//! Engine configuration and tunable-parameter metadata.
//!
//! [`EngineConfig`] is plain serde data with defaults for every field, so a
//! TOML file only needs the options it overrides:
//!
//! ```rust
//! use marketstate::config::{EngineConfig, VsaConflictMode};
//!
//! let cfg = EngineConfig::from_toml(r#"
//!     action_score_threshold = 55.0
//!     vsa_conflict = { mode = "multiplicative", factor = 0.4 }
//! "#).unwrap();
//! assert_eq!(cfg.action_score_threshold, 55.0);
//! assert_eq!(cfg.vsa_conflict, VsaConflictMode::Multiplicative { factor: 0.4 });
//! assert_eq!(cfg.higher_low_window_ma20, 7);
//! ```

use std::{collections::HashMap, path::Path};

use serde::{Deserialize, Serialize};

use crate::{
    bottom::BottomFormationStateMachine, breadth::BreadthRegimeDetector,
    rotation::RotationClassifier, EngineError, Period, Result,
};

// ============================================================
// PARAMETER METADATA
// ============================================================

/// Type of parameter value
#[derive(Debug, Clone, Copy, PartialEq, Eq)]
pub enum ParamType {
    /// Fraction, usually within 0.0..=1.0
    Ratio,
    /// Session count (positive integer)
    Period,
    /// Score points or notional amounts
    Float,
}

/// Metadata for a single tunable
#[derive(Debug, Clone)]
pub struct ParamMeta {
    pub name: &'static str,
    pub param_type: ParamType,
    pub default: f64,
    /// Range for sweeps: (min, max, step)
    pub range: (f64, f64, f64),
    pub description: &'static str,
}

impl ParamMeta {
    pub const fn ratio(
        name: &'static str,
        default: f64,
        range: (f64, f64, f64),
        description: &'static str,
    ) -> Self {
        Self {
            name,
            param_type: ParamType::Ratio,
            default,
            range,
            description,
        }
    }

    pub const fn period(
        name: &'static str,
        default: f64,
        range: (f64, f64, f64),
        description: &'static str,
    ) -> Self {
        Self {
            name,
            param_type: ParamType::Period,
            default,
            range,
            description,
        }
    }

    pub const fn float(
        name: &'static str,
        default: f64,
        range: (f64, f64, f64),
        description: &'static str,
    ) -> Self {
        Self {
            name,
            param_type: ParamType::Float,
            default,
            range,
            description,
        }
    }

    /// All values of the sweep range, inclusive.
    pub fn generate_grid(&self) -> Vec<f64> {
        let (min, max, step) = self.range;
        if step <= 0.0 {
            return vec![min];
        }
        let steps = ((max - min) / step + 1e-9).floor() as usize;
        (0..=steps).map(|i| min + step * i as f64).collect()
    }

    pub fn validate(&self, value: f64) -> Result<()> {
        let (min, max, _) = self.range;
        if !value.is_finite() || value < min || value > max {
            return Err(EngineError::OutOfRange {
                field: self.name,
                value,
                min,
                max,
            });
        }
        if self.param_type == ParamType::Period && (value < 1.0 || value.fract() != 0.0) {
            return Err(EngineError::InvalidValue("Period must be a positive integer"));
        }
        Ok(())
    }
}

const PARAMS: &[ParamMeta] = &[
    ParamMeta::ratio("ema_margin", 0.005, (0.0, 0.02, 0.0025), "Neutral band around the long benchmark EMA"),
    ParamMeta::period("higher_low_window_ma20", 7.0, (3.0, 15.0, 1.0), "Higher-low window on MA20 breadth"),
    ParamMeta::period("higher_low_window_ma50", 9.0, (3.0, 15.0, 1.0), "Higher-low window on MA50 breadth"),
    ParamMeta::period("bottom_window", 5.0, (3.0, 10.0, 1.0), "Higher-low window of the bottom stages"),
    ParamMeta::period("rotation_smooth_period", 3.0, (1.0, 10.0, 1.0), "SMA length for ratio and momentum"),
    ParamMeta::period("rotation_momentum_lag_days", 5.0, (1.0, 20.0, 1.0), "Lag of the rotation momentum"),
    ParamMeta::float("liquidity_min_notional", 10_000_000.0, (0.0, 1e10, 5_000_000.0), "Average traded value for full liquidity points"),
    ParamMeta::float("action_score_threshold", 50.0, (0.0, 100.0, 5.0), "Minimum total for Buy/Sell"),
    ParamMeta::float("pattern_max_points", 25.0, (15.0, 25.0, 5.0), "Cap of the pattern factor"),
    ParamMeta::float("invalid_levels_score", 7.0, (0.0, 15.0, 1.0), "Support/resistance points when levels are invalid"),
    ParamMeta::period("min_history", 50.0, (2.0, 260.0, 1.0), "Bars required before an instrument is scored"),
];

// ============================================================
// VSA CONFLICT MODE
// ============================================================

/// How a volume read that contradicts the trade direction is penalized
#[derive(Debug, Clone, Copy, PartialEq, Default, Serialize, Deserialize)]
#[serde(tag = "mode", rename_all = "snake_case")]
pub enum VsaConflictMode {
    /// Fixed point penalty added to the sub-total
    #[default]
    Additive,
    /// Sub-total scaled by `factor` on conflict
    Multiplicative { factor: f64 },
}

// ============================================================
// ENGINE CONFIG
// ============================================================

#[derive(Debug, Clone, PartialEq, Serialize, Deserialize)]
#[serde(default)]
pub struct EngineConfig {
    pub ema_margin: f64,
    pub higher_low_window_ma20: usize,
    pub higher_low_window_ma50: usize,
    pub bottom_window: usize,
    pub rotation_smooth_period: usize,
    pub rotation_momentum_lag_days: usize,
    pub liquidity_min_notional: f64,
    pub action_score_threshold: f64,
    pub pattern_max_points: f64,
    pub invalid_levels_score: f64,
    pub min_history: usize,
    pub vsa_conflict: VsaConflictMode,
    /// Downgrade Buy to Wait when the market allows no exposure
    pub respect_market_exposure: bool,
}

impl Default for EngineConfig {
    fn default() -> Self {
        Self {
            ema_margin: 0.005,
            higher_low_window_ma20: 7,
            higher_low_window_ma50: 9,
            bottom_window: 5,
            rotation_smooth_period: 3,
            rotation_momentum_lag_days: 5,
            liquidity_min_notional: 10_000_000.0,
            action_score_threshold: 50.0,
            pattern_max_points: 25.0,
            invalid_levels_score: 7.0,
            min_history: 50,
            vsa_conflict: VsaConflictMode::Additive,
            respect_market_exposure: false,
        }
    }
}

impl EngineConfig {
    pub fn from_file(path: &Path) -> Result<Self> {
        let content = std::fs::read_to_string(path)
            .map_err(|e| EngineError::InvalidConfig(format!("read config file: {e}")))?;
        Self::from_toml(&content)
    }

    /// Parse and validate a TOML document.
    pub fn from_toml(content: &str) -> Result<Self> {
        let cfg: Self = toml::from_str(content)
            .map_err(|e| EngineError::InvalidConfig(format!("parse config TOML: {e}")))?;
        cfg.validate()?;
        Ok(cfg)
    }

    pub fn param_meta() -> &'static [ParamMeta] {
        PARAMS
    }

    /// Defaults overridden by `params`; unknown keys are rejected.
    pub fn with_params(params: &HashMap<&str, f64>) -> Result<Self> {
        let mut cfg = Self::default();
        for (&key, &value) in params {
            let meta = PARAMS
                .iter()
                .find(|m| m.name == key)
                .ok_or_else(|| EngineError::InvalidConfig(format!("unknown parameter `{key}`")))?;
            meta.validate(value)?;
            match key {
                "ema_margin" => cfg.ema_margin = value,
                "higher_low_window_ma20" => cfg.higher_low_window_ma20 = value as usize,
                "higher_low_window_ma50" => cfg.higher_low_window_ma50 = value as usize,
                "bottom_window" => cfg.bottom_window = value as usize,
                "rotation_smooth_period" => cfg.rotation_smooth_period = value as usize,
                "rotation_momentum_lag_days" => cfg.rotation_momentum_lag_days = value as usize,
                "liquidity_min_notional" => cfg.liquidity_min_notional = value,
                "action_score_threshold" => cfg.action_score_threshold = value,
                "pattern_max_points" => cfg.pattern_max_points = value,
                "invalid_levels_score" => cfg.invalid_levels_score = value,
                "min_history" => cfg.min_history = value as usize,
                other => {
                    return Err(EngineError::InvalidConfig(format!(
                        "parameter `{other}` has no config field"
                    )))
                }
            }
        }
        cfg.validate()?;
        Ok(cfg)
    }

    pub fn validate(&self) -> Result<()> {
        let checks: [(&str, f64); 11] = [
            ("ema_margin", self.ema_margin),
            ("higher_low_window_ma20", self.higher_low_window_ma20 as f64),
            ("higher_low_window_ma50", self.higher_low_window_ma50 as f64),
            ("bottom_window", self.bottom_window as f64),
            ("rotation_smooth_period", self.rotation_smooth_period as f64),
            ("rotation_momentum_lag_days", self.rotation_momentum_lag_days as f64),
            ("liquidity_min_notional", self.liquidity_min_notional),
            ("action_score_threshold", self.action_score_threshold),
            ("pattern_max_points", self.pattern_max_points),
            ("invalid_levels_score", self.invalid_levels_score),
            ("min_history", self.min_history as f64),
        ];
        for (name, value) in checks {
            if let Some(meta) = PARAMS.iter().find(|m| m.name == name) {
                meta.validate(value)?;
            }
        }
        if let VsaConflictMode::Multiplicative { factor } = self.vsa_conflict {
            if !(0.0..=1.0).contains(&factor) {
                return Err(EngineError::OutOfRange {
                    field: "vsa_conflict.factor",
                    value: factor,
                    min: 0.0,
                    max: 1.0,
                });
            }
        }
        Ok(())
    }

    /// Breadth regime detector with this config's margins and windows.
    pub fn breadth_detector(&self) -> BreadthRegimeDetector {
        BreadthRegimeDetector {
            ema_margin: self.ema_margin,
            higher_low_window_ma20: self.higher_low_window_ma20,
            higher_low_window_ma50: self.higher_low_window_ma50,
            bottom: BottomFormationStateMachine {
                window: self.bottom_window,
                ..Default::default()
            },
        }
    }

    pub fn rotation_classifier(&self) -> Result<RotationClassifier> {
        Ok(RotationClassifier {
            momentum_lag: Period::new(self.rotation_momentum_lag_days)?,
            smooth_period: Period::new(self.rotation_smooth_period)?,
        })
    }
}

#[cfg(test)]
mod tests {
    use super::*;

    #[test]
    fn test_defaults_validate() {
        assert!(EngineConfig::default().validate().is_ok());
    }

    #[test]
    fn test_every_param_has_a_field() {
        for meta in EngineConfig::param_meta() {
            let mut params = HashMap::new();
            params.insert(meta.name, meta.default);
            assert_eq!(
                EngineConfig::with_params(&params).unwrap(),
                EngineConfig::default(),
                "{}",
                meta.name
            );
        }
    }

    #[test]
    fn test_with_params_overrides() {
        let mut params = HashMap::new();
        params.insert("action_score_threshold", 60.0);
        params.insert("rotation_smooth_period", 5.0);
        let cfg = EngineConfig::with_params(&params).unwrap();
        assert_eq!(cfg.action_score_threshold, 60.0);
        assert_eq!(cfg.rotation_smooth_period, 5);
    }

    #[test]
    fn test_with_params_rejects() {
        let mut params = HashMap::new();
        params.insert("nope", 1.0);
        assert!(EngineConfig::with_params(&params).is_err());

        let mut params = HashMap::new();
        params.insert("rotation_smooth_period", 2.5);
        assert!(EngineConfig::with_params(&params).is_err());

        let mut params = HashMap::new();
        params.insert("pattern_max_points", 30.0);
        assert!(matches!(
            EngineConfig::with_params(&params),
            Err(EngineError::OutOfRange { .. })
        ));
    }

    #[test]
    fn test_generate_grid() {
        let meta = ParamMeta::ratio("test", 0.5, (0.3, 0.7, 0.2), "Test");
        let grid = meta.generate_grid();
        assert_eq!(grid.len(), 3);
        assert!((grid[2] - 0.7).abs() < 1e-12);

        let windows = EngineConfig::param_meta()
            .iter()
            .find(|m| m.name == "higher_low_window_ma20")
            .unwrap()
            .generate_grid();
        assert_eq!(windows.first(), Some(&3.0));
        assert_eq!(windows.last(), Some(&15.0));
    }

    #[test]
    fn test_toml_partial_and_invalid() {
        let cfg = EngineConfig::from_toml("ema_margin = 0.01\nrespect_market_exposure = true").unwrap();
        assert_eq!(cfg.ema_margin, 0.01);
        assert!(cfg.respect_market_exposure);
        assert_eq!(cfg.vsa_conflict, VsaConflictMode::Additive);

        assert!(EngineConfig::from_toml("ema_margin = 0.5").is_err());
        assert!(EngineConfig::from_toml("vsa_conflict = { mode = \"multiplicative\", factor = 2.0 }").is_err());
        assert!(EngineConfig::from_toml("ema_margin = \"wide\"").is_err());
    }

    #[test]
    fn test_component_builders() {
        let cfg = EngineConfig {
            bottom_window: 4,
            rotation_smooth_period: 2,
            ..Default::default()
        };
        assert_eq!(cfg.breadth_detector().bottom.window, 4);
        assert_eq!(cfg.rotation_classifier().unwrap().smooth_period.get(), 2);
    }
}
......
TASK INSTRUCTIONS
Count the lines above that contain the word "insert", and give only that number.

WRITTEN RESPONSE
6